Table 2 Treatment success by stone location
Fig. 1
figure 1

Treatment success according to stone size

Fig. 2
figure 2

Patient outcome if SWL has failed

The overall complication rate including hospital admission for renal colic, urinary tract infection, haematuria, steinstrasse or auxiliary measures is summarised in Table 3.

Table 3 Complication rates

Discussions

Epidemiological data suggest a global trend away from SWL to flexible URS and PNL [6]. Recent studies continue to debate the relative merits and outcomes of SWL, URS and PNL [7, 8]. Randomised controlled trials that examine both stone-free status and quality of life are required to address these issues. However, SWL offers a non-invasive, low-risk option that can be delivered without anaesthesia.

With an ageing population, more urological patients present with medical co-morbidities posing increased surgical and anaesthetic risks. With the available options, it is important to balance the risk against the success rate of each procedure based on patient characteristics and surgeon expertise. In this study, half of the patients that failed treatment were managed conservatively mostly because of other significant morbidities that made surgery high risk.

In our series, the overall stone-free rate was 66.4 % for renal stones (10–20 mm) at all locations. The efficacy was comparable to larger series of smaller kidney stones [911]. Our outcomes for larger lower pole stones (10–20 mm) were favourable in comparison to previous studies [12] but comparable to more recent studies [13].

In our centre, NCCT is used for pre-treatment stone diagnosis and patients return for follow-up with plain X-ray 2 weeks post-treatment. Repeating NCCT as a routine follow-up carries excessive radiation for the patients, and therefore, is not performed. Admittedly, plain X-ray has a much less sensitivity than NCCT to detect residual fragments, which may lead to higher observed stone-free rate. In our unit, we assessed our patients relatively early post-SWL to detect early treatment-related complications. More spontaneous stone fragment passage and a higher treatment success will be expected, if we could review the patients at 3-month interval.

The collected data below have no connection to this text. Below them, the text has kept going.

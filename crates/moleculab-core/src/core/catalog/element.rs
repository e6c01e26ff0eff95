use phf::{Map, phf_map};
use serde::{Serialize, Serializer};
use std::fmt;
use std::str::FromStr;
use thiserror::Error;

/// The closed set of elements the sandbox can place.
///
/// Every variant has a built-in [`ElementSpec`] returned by [`Element::builtin_spec`];
/// because that lookup is an exhaustive `match`, adding a variant without data
/// fails to compile rather than failing at runtime.
#[derive(Debug, Clone, Copy, PartialEq, Eq, Hash, PartialOrd, Ord, Default)]
#[repr(u8)]
pub enum Element {
    Hydrogen,
    #[default]
    Carbon,
    Nitrogen,
    Oxygen,
    Fluorine,
    Sodium,
    Phosphorus,
    Sulfur,
    Chlorine,
}

/// Immutable per-element reference data.
#[derive(Debug, Clone, PartialEq)]
pub struct ElementSpec {
    /// The element this entry describes.
    pub element: Element,
    /// Display color as `#RRGGBB`.
    pub color: String,
    /// Display radius in Angstroms, also used as the picking radius.
    pub radius: f64,
    /// Atomic mass in g/mol.
    pub mass: f64,
    /// Pauling electronegativity.
    pub electronegativity: f64,
    /// Typical number of bonds the element forms.
    pub valence: u8,
}

impl ElementSpec {
    pub fn symbol(&self) -> &'static str {
        self.element.symbol()
    }

    pub fn name(&self) -> &'static str {
        self.element.name()
    }
}

#[derive(Debug, Error, PartialEq, Eq)]
#[error("Unknown element symbol or name: '{0}'")]
pub struct ParseElementError(pub String);

static ELEMENT_ALIASES: Map<&'static str, Element> = phf_map! {
    "h" => Element::Hydrogen,
    "hydrogen" => Element::Hydrogen,
    "c" => Element::Carbon,
    "carbon" => Element::Carbon,
    "n" => Element::Nitrogen,
    "nitrogen" => Element::Nitrogen,
    "o" => Element::Oxygen,
    "oxygen" => Element::Oxygen,
    "f" => Element::Fluorine,
    "fluorine" => Element::Fluorine,
    "na" => Element::Sodium,
    "sodium" => Element::Sodium,
    "p" => Element::Phosphorus,
    "phosphorus" => Element::Phosphorus,
    "s" => Element::Sulfur,
    "sulfur" => Element::Sulfur,
    "sulphur" => Element::Sulfur,
    "cl" => Element::Chlorine,
    "chlorine" => Element::Chlorine,
};

impl Element {
    pub const COUNT: usize = 9;

    pub const ALL: [Element; Self::COUNT] = [
        Element::Hydrogen,
        Element::Carbon,
        Element::Nitrogen,
        Element::Oxygen,
        Element::Fluorine,
        Element::Sodium,
        Element::Phosphorus,
        Element::Sulfur,
        Element::Chlorine,
    ];

    #[inline]
    pub fn index(self) -> usize {
        self as usize
    }

    pub fn symbol(self) -> &'static str {
        match self {
            Element::Hydrogen => "H",
            Element::Carbon => "C",
            Element::Nitrogen => "N",
            Element::Oxygen => "O",
            Element::Fluorine => "F",
            Element::Sodium => "Na",
            Element::Phosphorus => "P",
            Element::Sulfur => "S",
            Element::Chlorine => "Cl",
        }
    }

    pub fn name(self) -> &'static str {
        match self {
            Element::Hydrogen => "Hydrogen",
            Element::Carbon => "Carbon",
            Element::Nitrogen => "Nitrogen",
            Element::Oxygen => "Oxygen",
            Element::Fluorine => "Fluorine",
            Element::Sodium => "Sodium",
            Element::Phosphorus => "Phosphorus",
            Element::Sulfur => "Sulfur",
            Element::Chlorine => "Chlorine",
        }
    }

    /// Returns the built-in reference entry for this element.
    ///
    /// Colors follow the CPK/Jmol convention; radii are covalent radii.
    pub fn builtin_spec(self) -> ElementSpec {
        let (color, radius, mass, electronegativity, valence) = match self {
            Element::Hydrogen => ("#FFFFFF", 0.31, 1.008, 2.20, 1),
            Element::Carbon => ("#909090", 0.76, 12.011, 2.55, 4),
            Element::Nitrogen => ("#3050F8", 0.71, 14.007, 3.04, 3),
            Element::Oxygen => ("#FF0D0D", 0.66, 15.999, 3.44, 2),
            Element::Fluorine => ("#90E050", 0.57, 18.998, 3.98, 1),
            Element::Sodium => ("#AB5CF2", 1.66, 22.990, 0.93, 1),
            Element::Phosphorus => ("#FF8000", 1.07, 30.974, 2.19, 5),
            Element::Sulfur => ("#FFFF30", 1.05, 32.06, 2.58, 2),
            Element::Chlorine => ("#1FF01F", 1.02, 35.45, 3.16, 1),
        };
        ElementSpec {
            element: self,
            color: color.to_string(),
            radius,
            mass,
            electronegativity,
            valence,
        }
    }
}

impl FromStr for Element {
    type Err = ParseElementError;

    /// Parses an element symbol or English name, case-insensitively.
    fn from_str(s: &str) -> Result<Self, Self::Err> {
        ELEMENT_ALIASES
            .get(s.trim().to_ascii_lowercase().as_str())
            .copied()
            .ok_or_else(|| ParseElementError(s.to_string()))
    }
}

impl fmt::Display for Element {
    fn fmt(&self, f: &mut fmt::Formatter<'_>) -> fmt::Result {
        f.write_str(self.symbol())
    }
}

impl Serialize for Element {
    fn serialize<S: Serializer>(&self, serializer: S) -> Result<S::Ok, S::Error> {
        serializer.serialize_str(self.symbol())
    }
}

#[cfg(test)]
mod tests {
    use super::*;

    #[test]
    fn all_lists_every_variant_in_index_order() {
        for (i, element) in Element::ALL.iter().enumerate() {
            assert_eq!(element.index(), i);
        }
    }

    #[test]
    fn builtin_spec_matches_requested_element() {
        for element in Element::ALL {
            let spec = element.builtin_spec();
            assert_eq!(spec.element, element);
            assert!(spec.mass > 0.0);
            assert!(spec.radius > 0.0);
            assert_eq!(spec.symbol(), element.symbol());
        }
    }

    #[test]
    fn from_str_parses_symbols_and_names_case_insensitively() {
        assert_eq!("C".parse::<Element>(), Ok(Element::Carbon));
        assert_eq!("carbon".parse::<Element>(), Ok(Element::Carbon));
        assert_eq!("NA".parse::<Element>(), Ok(Element::Sodium));
        assert_eq!("Cl".parse::<Element>(), Ok(Element::Chlorine));
        assert_eq!(" o ".parse::<Element>(), Ok(Element::Oxygen));
        assert_eq!("Sulphur".parse::<Element>(), Ok(Element::Sulfur));
    }

    #[test]
    fn from_str_rejects_unknown_symbols() {
        assert_eq!(
            "Xx".parse::<Element>(),
            Err(ParseElementError("Xx".to_string()))
        );
        assert!("".parse::<Element>().is_err());
    }

    #[test]
    fn display_round_trips_through_from_str() {
        for element in Element::ALL {
            assert_eq!(element.to_string().parse::<Element>(), Ok(element));
        }
    }

    #[test]
    fn default_element_is_carbon() {
        assert_eq!(Element::default(), Element::Carbon);
    }
}
use indicatif::{ProgressBar, ProgressStyle};
use moleculab::engine::progress::{Progress, ProgressCallback};
use std::sync::{Arc, Mutex};
use std::time::Duration;
use tracing::warn;

const SPINNER_TICK_MS: u64 = 80;
const SPINNER_TEMPLATE: &str = "{spinner:.green} {msg}";
const BAR_TEMPLATE: &str =
    "{msg:<20} [{bar:40.cyan/blue}] {pos}/{len} ticks ({elapsed}, {per_sec})";

#[derive(Clone)]
pub struct CliProgressHandler {
    pb: Arc<Mutex<ProgressBar>>,
}

impl CliProgressHandler {
    pub fn new() -> Self {
        let pb = ProgressBar::new(0)
            .with_style(Self::spinner_style())
            .with_message("Initializing...");
        pb.set_draw_target(indicatif::ProgressDrawTarget::stderr());
        pb.finish_and_clear();

        Self {
            pb: Arc::new(Mutex::new(pb)),
        }
    }

    pub fn get_callback(&self) -> ProgressCallback<'static> {
        let pb_clone = self.pb.clone();

        Box::new(move |progress: Progress| {
            let Ok(pb_guard) = pb_clone.lock() else {
                warn!("Progress bar mutex was poisoned. Cannot update progress.");
                return;
            };

            match progress {
                Progress::PhaseStart { name } => {
                    pb_guard.reset();
                    pb_guard.set_length(0);
                    pb_guard.set_style(Self::spinner_style());
                    pb_guard.enable_steady_tick(Duration::from_millis(SPINNER_TICK_MS));
                    pb_guard.set_message(name.to_string());
                }
                Progress::PhaseFinish => {
                    pb_guard.disable_steady_tick();
                    pb_guard.finish_with_message("✓ Done");
                }
                Progress::RunStart { total_ticks } => {
                    pb_guard.disable_steady_tick();
                    pb_guard.reset();
                    pb_guard.set_length(total_ticks);
                    pb_guard.set_position(0);
                    pb_guard.set_style(Self::bar_style());
                }
                Progress::Tick { index, energy } => {
                    pb_guard.set_position(index);
                    pb_guard.set_message(format!("E = {:.3}", energy.total));
                }
                Progress::RunFinish => {
                    if pb_guard.position() < pb_guard.length().unwrap_or(0) {
                        pb_guard.set_position(pb_guard.length().unwrap_or(0));
                    }
                    pb_guard.finish();
                }
                Progress::Message(msg) => {
                    if !pb_guard.is_finished() {
                        pb_guard.println(format!("  {}", msg));
                    } else {
                        pb_guard.set_message(msg);
                    }
                }
            }
        })
    }

    fn spinner_style() -> ProgressStyle {
        ProgressStyle::with_template(SPINNER_TEMPLATE)
            .unwrap_or_else(|_| ProgressStyle::default_spinner())
    }

    fn bar_style() -> ProgressStyle {
        ProgressStyle::with_template(BAR_TEMPLATE)
            .unwrap_or_else(|_| ProgressStyle::default_bar())
            .progress_chars("##-")
    }
}

impl Default for CliProgressHandler {
    fn default() -> Self {
        Self::new()
    }
}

Need for retreatment is one of the disadvantages of SWL compared with retrograde intra-renal surgery, which allows a better chance to achieve stone free in a single session [14]. In our series, the average number of treatments was between 2.14 and 2.82 depending on stone size. The clinician needs to inform the patients of the possibility of multiple treatments in particular for larger renal stones.

In line with other studies [15], our study demonstrated low complication rates even with multiple SWL treatments. In this study, most complications were managed conservatively. Renal colic episodes were occasionally treated with additional SWL. Only 3 (2.5 %) patients required auxiliary procedures. These patients underwent emergency stent insertion or ureteroscopy due to inadequate pain control. This compares favourably with other series [15, 16]. The rate of steinstrasse was 2.5 %, which is consistent with the published literature for all stone sizes [17]. Despite the large stone size, we did not see an increase in post-SWL complications. The rate of haematuria and urinary tract infection (<1 %) was also comparable with larger series [18]. There were no incidences of renal haematoma or sepsis in this study.

This study supports other large international series that equivalent stone clearance rates are possible with SWL irrespective of stone site in the kidney. Further studies are needed to establish if other factors such as stone to skin distance have an impact on the SWL treatment success rate.

In conclusion, our analysis suggests that SWL has an efficacy for treating moderate-sized renal stones that is equivalent to success rates for smaller stones in other series. As a low-risk and non-invasive procedure SWL should remain a first-line treatment option for 10- to 20-mm renal stones particularly in patients with other co-morbidities.